Habertürk
    Takipde Kalın!
      Günlük gelişmeleri takip edebilmek için habertürk uygulamasını indirin

        Digitürk’te gösterilmekte olan “Çernobil” dizisinin seyrederken, dizinin ana hikayelerinden birisi olan “İtfaiyeci ve Karısı” hikayesi çok tanıdık geldi bana. Yakın bir zamanda duymuşum gibi aklımdaydı. Sonra hikayeyi 2015 yılında Nobel Edebiyat Ödülü almış olan Belaruslu yazar Svetlana Aleksiyeviç’in “Çernobil Duası” kitabında okuduğumu hatırladım. O kitapta yer alan “Yalnız Bir İnsanın Sesi” bölümünden...

        Kitabı, diziyi seyretmeden önce okumuştum; iki sene kadar önce. Ve o gün bugün o hikayenin finali ağır bir taş gibi oturmuştu içime.

        *

        Svetlana Aleksiyeviç, aslında bir gazetecidir. Nobel tarihinde roman yazmadan bu ödülü almış ilk ve tek gazetecidir sanırım. Gazetecilikten yola çıkarak edebiyatta “yeni bir tür yarattığı için” bu ödüle layık görüldü.

        Gazetecilik ile yazarlık akraba iki meslektir. Aralarındaki en önemli fark gazeteci sadece tanık; roman yazarı hem tanık, hem sanık, hem yargıç, hem avukat, hem de savcıdır. Gazeteci arar bulur, roman yazarı muhayyilesindekini pişirir. Gazeteci taraf tutmaz, yazar kahramanlarından birisinin yanında yer alabilir. Gazetecinin yazdıkları günlük olarak tüketilir, roman yazarı zamana kafa tutar, ölümsüzlük peşinde koşar. Zamana direnen edebiyat olur, gazetecinin yazdıklarından bir edebiyat çıkarmak zor iştir.

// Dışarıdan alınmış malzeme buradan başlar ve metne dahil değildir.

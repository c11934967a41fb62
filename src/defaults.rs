//! Default values and fixed names used across the synchronization phase.
//!
//! This module provides centralized constants so the engine, the reader and
//! the orchestrator agree on branch names, directory layouts and file types.

/// Name under which every cache entry registers its single remote.
pub const REMOTE_NAME: &str = "origin";

/// Branch used when a source block does not name one.
pub const DEFAULT_BRANCH: &str = "master";

/// Subtree holding software documentation when no `docs` override says
/// otherwise.
pub const DEFAULT_DOCS_SUBTREE: &str = "docs";

/// Site configuration file at the root of the site source.
pub const CONFIG_FILE: &str = "_config.yml";

/// Subtrees of a project repository that a hub needs.
pub const PROJECT_SUBTREES: [&str; 4] = ["assets", "_posts", "_software", "_specs"];

/// Subtrees of the parent hub repository that a project site borrows for
/// its branding.
pub const PARENT_HUB_SUBTREES: [&str; 2] = ["assets", "title.html"];

/// Directory (under the site source) receiving the parent hub branding.
pub const PARENT_HUB_DIR: &str = "parent-hub";

/// File extensions read as content documents. Everything else is a static
/// asset.
pub const DOCUMENT_EXTENSIONS: [&str; 3] = ["adoc", "md", "markdown"];

/// SSH command configured on every cache entry.
///
/// Host-key verification is disabled so builds can reach hosts that were
/// never added to `known_hosts`.
pub const SSH_COMMAND: &str = "ssh -o UserKnownHostsFile=/dev/null -o StrictHostKeyChecking=no";

/// Returns true when `extension` (without the dot) names a content document.
pub fn is_document_extension(extension: &str) -> bool {
    DOCUMENT_EXTENSIONS
        .iter()
        .any(|known| known.eq_ignore_ascii_case(extension))
}
//! # Project and Source Resolution
//!
//! The orchestrator walks the index documents of a site, synchronizes the
//! remote source each one declares through the `RepositoryManager`, reads
//! the resulting checkouts into the site's collections and stamps every
//! index document with the time of its latest commit (`last_update`).
//!
//! ## Hub sites
//!
//! Every project index (`/projects/<name>/index`) declaring a `site`
//! repository is synchronized into its own directory, restricted to the
//! project subtrees (`assets`, `_posts`, `_software`, `_specs`), and read
//! into the `projects` collection. The software and spec index documents
//! of that project are resolved right after it.
//!
//! ## Project sites
//!
//! Software and spec index documents of the site's own `software` and
//! `specs` collections are resolved, and the parent hub branding is
//! fetched when `parent_hub` is configured.
//!
//! ## Failure containment
//!
//! A source that fails to synchronize or read contributes no content. The
//! failure is logged and recorded in the `ReadReport`; resolution continues
//! with the next source.

use std::fmt;
use std::path::{Path, PathBuf};

use log::{debug, error, info, warn};
use serde::Serialize;
use serde_yaml::{Mapping, Value};

use crate::config::{descriptor, DocsOverride, ProjectSite, RemoteSource, SoftwareSources, SpecSource};
use crate::defaults::{DEFAULT_BRANCH, PARENT_HUB_DIR, PARENT_HUB_SUBTREES, PROJECT_SUBTREES};
use crate::document::Document;
use crate::error::{Error, Result};
use crate::reader::{self, ReadSummary};
use crate::repository::{FetchResult, RepositoryManager, SyncStatus};
use crate::site::{Site, PROJECTS};
use crate::spec_builder::SpecBuilder;

/// Metadata key receiving the freshness timestamp of an index document.
pub const LAST_UPDATE: &str = "last_update";

/// Label of the software collection on project sites.
pub const SOFTWARE: &str = "software";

        Ama bu işi becerenler de var. Marquez böylesine bir gazetecidir. Röportaj tekniğinden yola çıkarak birbirinden mühim anıtsal romanlar yazmış ama kendini hep röportajcı olarak görmüştür.

        Oriana Fallaci, John Reed başta olmak üzere bir yığın gazetecinin önemli edebi eserleri var ama bu alanda hiç kimse Svetlana Aleksiyeviç’in ulaştığı mertebeye ulaşamadı.

        Nobel Edebiyat Ödülünü veren İsveç Akademisi onu, “duyguların ve ruhun tarihini” kayda geçiren yazar olarak selamladı. Sözlü tarihi edebiyata dönüştürdü. Tarih gibi sıkıcı, söz gibi tekdüze bir şeyi, öylesine büyük bir maharetle birbiriyle harmanlayarak o kadar muhteşem bir edebiyata dönüştürdü ki, ortaya dünya var oldukça zamana direnecek yeni bir anlatı türü çıktı.

        Aleksiyeviç, bir Beyaz Rus’tur. Komünist eğitimle biçimlenmiş bir ailede büyümüş. Aynı tedrisattan geçmiş ama babasının tersine bir yerlerde bir şeylerin yanlış gittiğini erken görmüş. “Komünist bir rejimde yaşamadan komünist olmak kolaydır” sözü onundur. O yüzden eserleri kendi ülkesinde yasaklanmış. Yazdığı ilk kitap olan “Kadın Yok Savaşın Yüzünde”nin yayınına, Gorbaçov’a, yani Perestroyka dönemine kadar Rusya’da, “Bu kitabı okuyan hiç kimse savaşa gitmez” gerekçesiyle izin verilmedi.

        Seslerin peşinden koşan bir yazardır Aleksiyeviç. Hayatı boyunca hep aynı şeyi yaptı. Sesleri kovaladı. Yapabildiği kadar, ulaşabildiğince “kendi zamanının hayatlarını topladı.”

        Bir ruhun peşindeydi. Seslerle birlikte o ruhu kovaladı. Belki de kovaladığı sesin ruhuydu. Onu sadece ruhun tarihi ilgilendiriyordu çünkü. Kimsenin duymadığı fısıltıları duydu, o sesleri, fısıltıları bir araya getirdi, onlardan evladiyelik beş anıtsal kitap yaptı.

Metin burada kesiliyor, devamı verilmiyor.